*** THE DATA Section Begins ***

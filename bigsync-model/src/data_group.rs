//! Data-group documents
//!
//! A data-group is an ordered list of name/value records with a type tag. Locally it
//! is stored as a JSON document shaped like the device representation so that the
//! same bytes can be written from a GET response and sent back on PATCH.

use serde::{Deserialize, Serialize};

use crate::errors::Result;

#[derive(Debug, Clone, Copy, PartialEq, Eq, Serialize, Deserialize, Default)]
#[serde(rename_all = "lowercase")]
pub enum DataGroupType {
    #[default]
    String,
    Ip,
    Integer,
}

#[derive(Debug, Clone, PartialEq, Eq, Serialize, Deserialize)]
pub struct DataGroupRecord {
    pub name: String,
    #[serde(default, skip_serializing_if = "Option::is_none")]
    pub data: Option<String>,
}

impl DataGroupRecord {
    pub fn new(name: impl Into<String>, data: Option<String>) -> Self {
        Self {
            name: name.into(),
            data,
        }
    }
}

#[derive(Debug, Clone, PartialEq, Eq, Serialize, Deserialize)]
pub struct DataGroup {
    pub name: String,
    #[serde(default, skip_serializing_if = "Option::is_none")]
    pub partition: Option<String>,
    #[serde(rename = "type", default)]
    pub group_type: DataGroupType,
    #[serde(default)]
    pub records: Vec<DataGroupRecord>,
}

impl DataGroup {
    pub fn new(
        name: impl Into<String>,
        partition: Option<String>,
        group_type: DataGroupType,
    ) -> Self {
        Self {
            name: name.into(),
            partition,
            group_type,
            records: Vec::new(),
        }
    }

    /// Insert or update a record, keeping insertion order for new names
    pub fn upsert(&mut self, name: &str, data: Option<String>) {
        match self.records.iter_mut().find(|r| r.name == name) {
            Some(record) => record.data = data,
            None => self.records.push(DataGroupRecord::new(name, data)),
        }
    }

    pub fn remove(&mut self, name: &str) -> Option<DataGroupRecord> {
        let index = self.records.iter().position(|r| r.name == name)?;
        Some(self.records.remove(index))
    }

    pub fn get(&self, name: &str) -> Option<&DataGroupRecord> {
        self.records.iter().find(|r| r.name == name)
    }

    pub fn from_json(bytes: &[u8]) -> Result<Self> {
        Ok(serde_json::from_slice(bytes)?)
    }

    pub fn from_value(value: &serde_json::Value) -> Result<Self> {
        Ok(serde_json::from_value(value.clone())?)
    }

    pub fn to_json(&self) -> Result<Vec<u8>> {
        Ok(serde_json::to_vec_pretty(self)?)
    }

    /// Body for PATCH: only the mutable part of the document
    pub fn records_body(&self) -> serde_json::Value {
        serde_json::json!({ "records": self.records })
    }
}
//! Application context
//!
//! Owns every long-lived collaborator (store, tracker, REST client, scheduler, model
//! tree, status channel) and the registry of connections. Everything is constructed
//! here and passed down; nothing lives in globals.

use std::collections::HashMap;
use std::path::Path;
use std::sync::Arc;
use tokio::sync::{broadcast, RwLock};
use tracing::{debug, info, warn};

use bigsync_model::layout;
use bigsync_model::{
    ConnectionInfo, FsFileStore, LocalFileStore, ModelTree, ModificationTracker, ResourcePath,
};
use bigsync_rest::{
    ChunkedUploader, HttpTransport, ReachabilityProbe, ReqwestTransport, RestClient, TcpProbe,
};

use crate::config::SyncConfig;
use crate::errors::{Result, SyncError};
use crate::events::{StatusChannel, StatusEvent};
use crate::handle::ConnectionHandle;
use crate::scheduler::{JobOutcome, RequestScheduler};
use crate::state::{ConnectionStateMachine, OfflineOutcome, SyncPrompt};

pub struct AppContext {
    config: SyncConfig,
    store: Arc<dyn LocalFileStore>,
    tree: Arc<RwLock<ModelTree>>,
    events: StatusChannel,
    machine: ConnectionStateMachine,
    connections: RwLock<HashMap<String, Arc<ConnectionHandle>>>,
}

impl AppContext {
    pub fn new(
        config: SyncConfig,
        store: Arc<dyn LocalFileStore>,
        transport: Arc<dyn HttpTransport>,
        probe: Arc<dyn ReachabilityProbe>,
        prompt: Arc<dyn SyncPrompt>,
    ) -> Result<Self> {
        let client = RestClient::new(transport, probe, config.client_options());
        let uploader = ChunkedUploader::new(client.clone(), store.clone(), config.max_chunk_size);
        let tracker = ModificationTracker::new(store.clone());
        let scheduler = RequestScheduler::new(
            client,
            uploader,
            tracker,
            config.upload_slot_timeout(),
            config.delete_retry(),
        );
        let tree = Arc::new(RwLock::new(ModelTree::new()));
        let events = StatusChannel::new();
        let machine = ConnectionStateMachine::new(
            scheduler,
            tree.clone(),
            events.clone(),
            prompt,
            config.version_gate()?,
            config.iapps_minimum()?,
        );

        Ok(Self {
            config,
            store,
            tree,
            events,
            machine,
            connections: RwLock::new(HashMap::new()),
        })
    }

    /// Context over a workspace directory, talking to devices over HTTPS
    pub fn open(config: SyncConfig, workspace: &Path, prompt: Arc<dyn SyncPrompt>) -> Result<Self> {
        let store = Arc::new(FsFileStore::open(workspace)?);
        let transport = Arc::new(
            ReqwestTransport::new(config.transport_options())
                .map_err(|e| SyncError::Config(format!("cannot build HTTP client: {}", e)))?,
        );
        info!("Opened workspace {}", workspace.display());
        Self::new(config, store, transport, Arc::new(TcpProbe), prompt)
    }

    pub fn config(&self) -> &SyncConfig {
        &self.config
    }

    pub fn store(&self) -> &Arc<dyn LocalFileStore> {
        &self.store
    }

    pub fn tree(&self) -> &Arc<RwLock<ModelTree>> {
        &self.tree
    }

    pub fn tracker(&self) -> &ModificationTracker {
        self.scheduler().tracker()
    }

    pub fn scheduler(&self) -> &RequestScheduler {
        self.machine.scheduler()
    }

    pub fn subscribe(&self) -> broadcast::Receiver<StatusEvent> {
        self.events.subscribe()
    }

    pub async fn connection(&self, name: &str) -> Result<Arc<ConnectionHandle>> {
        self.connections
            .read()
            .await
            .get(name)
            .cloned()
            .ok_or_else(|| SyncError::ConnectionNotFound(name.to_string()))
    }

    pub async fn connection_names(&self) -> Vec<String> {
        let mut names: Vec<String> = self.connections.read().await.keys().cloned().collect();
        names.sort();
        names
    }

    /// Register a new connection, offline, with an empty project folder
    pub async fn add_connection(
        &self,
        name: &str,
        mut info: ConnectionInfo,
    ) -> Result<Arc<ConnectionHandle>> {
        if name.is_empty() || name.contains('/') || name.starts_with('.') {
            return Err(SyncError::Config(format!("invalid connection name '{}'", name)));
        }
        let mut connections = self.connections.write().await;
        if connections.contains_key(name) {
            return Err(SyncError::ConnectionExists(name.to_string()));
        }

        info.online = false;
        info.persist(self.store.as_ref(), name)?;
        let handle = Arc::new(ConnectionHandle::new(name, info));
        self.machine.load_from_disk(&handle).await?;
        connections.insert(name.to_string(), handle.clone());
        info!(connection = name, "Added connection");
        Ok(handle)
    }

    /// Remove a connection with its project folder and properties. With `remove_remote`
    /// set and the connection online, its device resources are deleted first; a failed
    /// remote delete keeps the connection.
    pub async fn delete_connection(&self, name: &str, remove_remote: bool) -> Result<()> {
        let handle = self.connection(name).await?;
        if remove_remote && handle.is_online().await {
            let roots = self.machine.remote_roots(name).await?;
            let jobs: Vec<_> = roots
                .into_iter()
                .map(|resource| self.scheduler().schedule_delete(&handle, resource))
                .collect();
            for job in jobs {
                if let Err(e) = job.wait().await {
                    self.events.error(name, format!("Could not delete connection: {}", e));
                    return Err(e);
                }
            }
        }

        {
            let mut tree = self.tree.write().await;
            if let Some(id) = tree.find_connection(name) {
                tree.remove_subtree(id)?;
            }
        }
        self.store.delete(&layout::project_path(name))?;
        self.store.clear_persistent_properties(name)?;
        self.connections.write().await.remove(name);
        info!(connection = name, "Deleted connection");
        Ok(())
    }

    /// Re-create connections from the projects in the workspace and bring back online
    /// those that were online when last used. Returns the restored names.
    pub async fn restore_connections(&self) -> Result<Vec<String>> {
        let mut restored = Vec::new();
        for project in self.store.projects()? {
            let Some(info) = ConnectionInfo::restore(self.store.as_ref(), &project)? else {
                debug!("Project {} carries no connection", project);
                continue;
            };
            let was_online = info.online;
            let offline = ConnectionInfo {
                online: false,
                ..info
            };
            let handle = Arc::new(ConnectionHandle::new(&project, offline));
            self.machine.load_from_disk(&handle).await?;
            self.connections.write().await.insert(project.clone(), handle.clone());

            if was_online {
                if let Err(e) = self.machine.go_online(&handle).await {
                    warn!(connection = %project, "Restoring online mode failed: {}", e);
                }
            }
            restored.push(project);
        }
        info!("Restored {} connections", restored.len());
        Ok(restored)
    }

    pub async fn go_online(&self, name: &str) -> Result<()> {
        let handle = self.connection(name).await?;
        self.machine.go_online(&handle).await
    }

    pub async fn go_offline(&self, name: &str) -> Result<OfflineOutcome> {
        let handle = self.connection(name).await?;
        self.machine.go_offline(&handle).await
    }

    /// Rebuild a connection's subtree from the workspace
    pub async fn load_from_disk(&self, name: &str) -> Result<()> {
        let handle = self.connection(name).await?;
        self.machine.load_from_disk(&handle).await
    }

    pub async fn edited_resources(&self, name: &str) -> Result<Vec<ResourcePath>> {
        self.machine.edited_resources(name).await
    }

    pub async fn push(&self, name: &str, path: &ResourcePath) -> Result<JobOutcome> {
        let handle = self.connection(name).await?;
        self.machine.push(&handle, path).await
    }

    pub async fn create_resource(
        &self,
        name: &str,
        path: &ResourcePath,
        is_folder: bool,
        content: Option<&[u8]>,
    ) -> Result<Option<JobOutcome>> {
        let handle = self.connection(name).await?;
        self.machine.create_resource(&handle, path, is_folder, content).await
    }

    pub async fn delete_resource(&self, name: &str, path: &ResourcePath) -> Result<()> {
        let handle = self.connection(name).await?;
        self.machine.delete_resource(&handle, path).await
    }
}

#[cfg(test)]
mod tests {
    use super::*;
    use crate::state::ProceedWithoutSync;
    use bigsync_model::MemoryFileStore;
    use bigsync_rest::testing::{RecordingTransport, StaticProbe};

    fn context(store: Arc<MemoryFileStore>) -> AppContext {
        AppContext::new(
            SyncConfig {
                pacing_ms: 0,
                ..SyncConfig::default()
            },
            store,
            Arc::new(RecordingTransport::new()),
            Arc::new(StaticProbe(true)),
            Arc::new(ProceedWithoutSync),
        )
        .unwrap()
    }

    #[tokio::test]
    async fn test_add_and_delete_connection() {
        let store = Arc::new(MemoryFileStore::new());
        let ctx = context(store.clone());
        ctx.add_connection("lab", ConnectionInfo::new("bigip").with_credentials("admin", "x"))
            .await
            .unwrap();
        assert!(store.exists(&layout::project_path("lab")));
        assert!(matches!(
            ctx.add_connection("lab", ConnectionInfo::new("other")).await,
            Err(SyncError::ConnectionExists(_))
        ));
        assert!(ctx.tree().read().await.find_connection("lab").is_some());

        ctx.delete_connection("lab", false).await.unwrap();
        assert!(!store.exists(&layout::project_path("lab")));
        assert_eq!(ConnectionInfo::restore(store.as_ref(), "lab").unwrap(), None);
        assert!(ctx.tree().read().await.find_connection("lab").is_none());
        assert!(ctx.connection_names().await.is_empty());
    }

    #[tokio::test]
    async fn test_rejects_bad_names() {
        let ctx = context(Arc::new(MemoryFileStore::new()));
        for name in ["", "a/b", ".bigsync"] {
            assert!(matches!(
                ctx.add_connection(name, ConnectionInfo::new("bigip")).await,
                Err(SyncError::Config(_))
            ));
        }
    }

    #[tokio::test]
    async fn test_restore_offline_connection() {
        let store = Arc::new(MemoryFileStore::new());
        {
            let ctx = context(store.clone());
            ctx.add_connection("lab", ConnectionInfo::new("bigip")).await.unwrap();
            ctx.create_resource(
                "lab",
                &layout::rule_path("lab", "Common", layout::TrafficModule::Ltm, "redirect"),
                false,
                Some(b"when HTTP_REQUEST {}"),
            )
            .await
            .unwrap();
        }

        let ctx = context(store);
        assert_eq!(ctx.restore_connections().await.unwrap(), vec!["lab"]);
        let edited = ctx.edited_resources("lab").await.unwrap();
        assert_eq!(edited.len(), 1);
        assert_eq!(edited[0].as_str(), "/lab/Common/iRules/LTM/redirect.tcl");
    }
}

*** THE DATA Section Ends ***
*** THE DATA Section Begins ***

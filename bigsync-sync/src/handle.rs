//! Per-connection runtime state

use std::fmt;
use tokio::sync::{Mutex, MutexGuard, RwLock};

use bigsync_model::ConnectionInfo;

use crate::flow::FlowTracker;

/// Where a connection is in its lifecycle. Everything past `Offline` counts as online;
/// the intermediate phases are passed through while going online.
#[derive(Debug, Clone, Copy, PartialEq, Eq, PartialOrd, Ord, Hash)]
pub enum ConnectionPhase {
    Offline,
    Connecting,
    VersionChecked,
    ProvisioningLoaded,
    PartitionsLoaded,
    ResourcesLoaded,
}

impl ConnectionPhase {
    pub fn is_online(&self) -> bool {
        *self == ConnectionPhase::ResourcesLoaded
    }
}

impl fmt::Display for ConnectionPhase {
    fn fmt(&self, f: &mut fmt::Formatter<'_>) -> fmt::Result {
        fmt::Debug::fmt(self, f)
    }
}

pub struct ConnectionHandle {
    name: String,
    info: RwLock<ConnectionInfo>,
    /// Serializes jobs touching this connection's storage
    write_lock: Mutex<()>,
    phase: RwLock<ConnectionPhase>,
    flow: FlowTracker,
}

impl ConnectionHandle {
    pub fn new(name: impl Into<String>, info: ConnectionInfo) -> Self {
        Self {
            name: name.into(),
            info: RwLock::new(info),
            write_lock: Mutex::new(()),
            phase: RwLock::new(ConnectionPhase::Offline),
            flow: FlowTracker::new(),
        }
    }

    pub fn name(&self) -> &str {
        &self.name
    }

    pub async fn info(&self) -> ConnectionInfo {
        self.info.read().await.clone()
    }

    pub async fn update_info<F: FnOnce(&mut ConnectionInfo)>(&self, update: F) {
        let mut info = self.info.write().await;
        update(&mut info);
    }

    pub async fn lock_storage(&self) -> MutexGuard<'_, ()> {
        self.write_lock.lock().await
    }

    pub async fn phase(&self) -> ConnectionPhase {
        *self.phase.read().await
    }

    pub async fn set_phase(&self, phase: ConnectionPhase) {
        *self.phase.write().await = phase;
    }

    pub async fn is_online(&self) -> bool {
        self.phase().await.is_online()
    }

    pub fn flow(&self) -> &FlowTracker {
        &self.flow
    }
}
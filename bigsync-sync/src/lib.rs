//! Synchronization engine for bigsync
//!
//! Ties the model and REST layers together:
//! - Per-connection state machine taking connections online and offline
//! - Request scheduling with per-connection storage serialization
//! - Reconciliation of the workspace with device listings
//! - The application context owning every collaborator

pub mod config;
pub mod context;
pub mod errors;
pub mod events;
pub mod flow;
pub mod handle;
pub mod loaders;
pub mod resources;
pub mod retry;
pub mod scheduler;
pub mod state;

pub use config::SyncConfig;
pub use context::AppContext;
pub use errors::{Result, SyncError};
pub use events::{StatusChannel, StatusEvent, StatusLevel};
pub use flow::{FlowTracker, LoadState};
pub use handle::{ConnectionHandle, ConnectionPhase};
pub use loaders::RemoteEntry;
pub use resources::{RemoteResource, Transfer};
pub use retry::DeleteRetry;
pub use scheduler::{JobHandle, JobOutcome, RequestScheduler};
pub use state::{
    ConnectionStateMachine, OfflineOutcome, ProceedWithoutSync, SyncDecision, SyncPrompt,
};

*** THE DATA Section Ends ***

_YOUR GOAL:_ In the records above, find each line holding "content" and copy it.

_RESULT:_
        content: Option<&[u8]>,
        self.machine.create_resource(&handle, path, is_folder, content).await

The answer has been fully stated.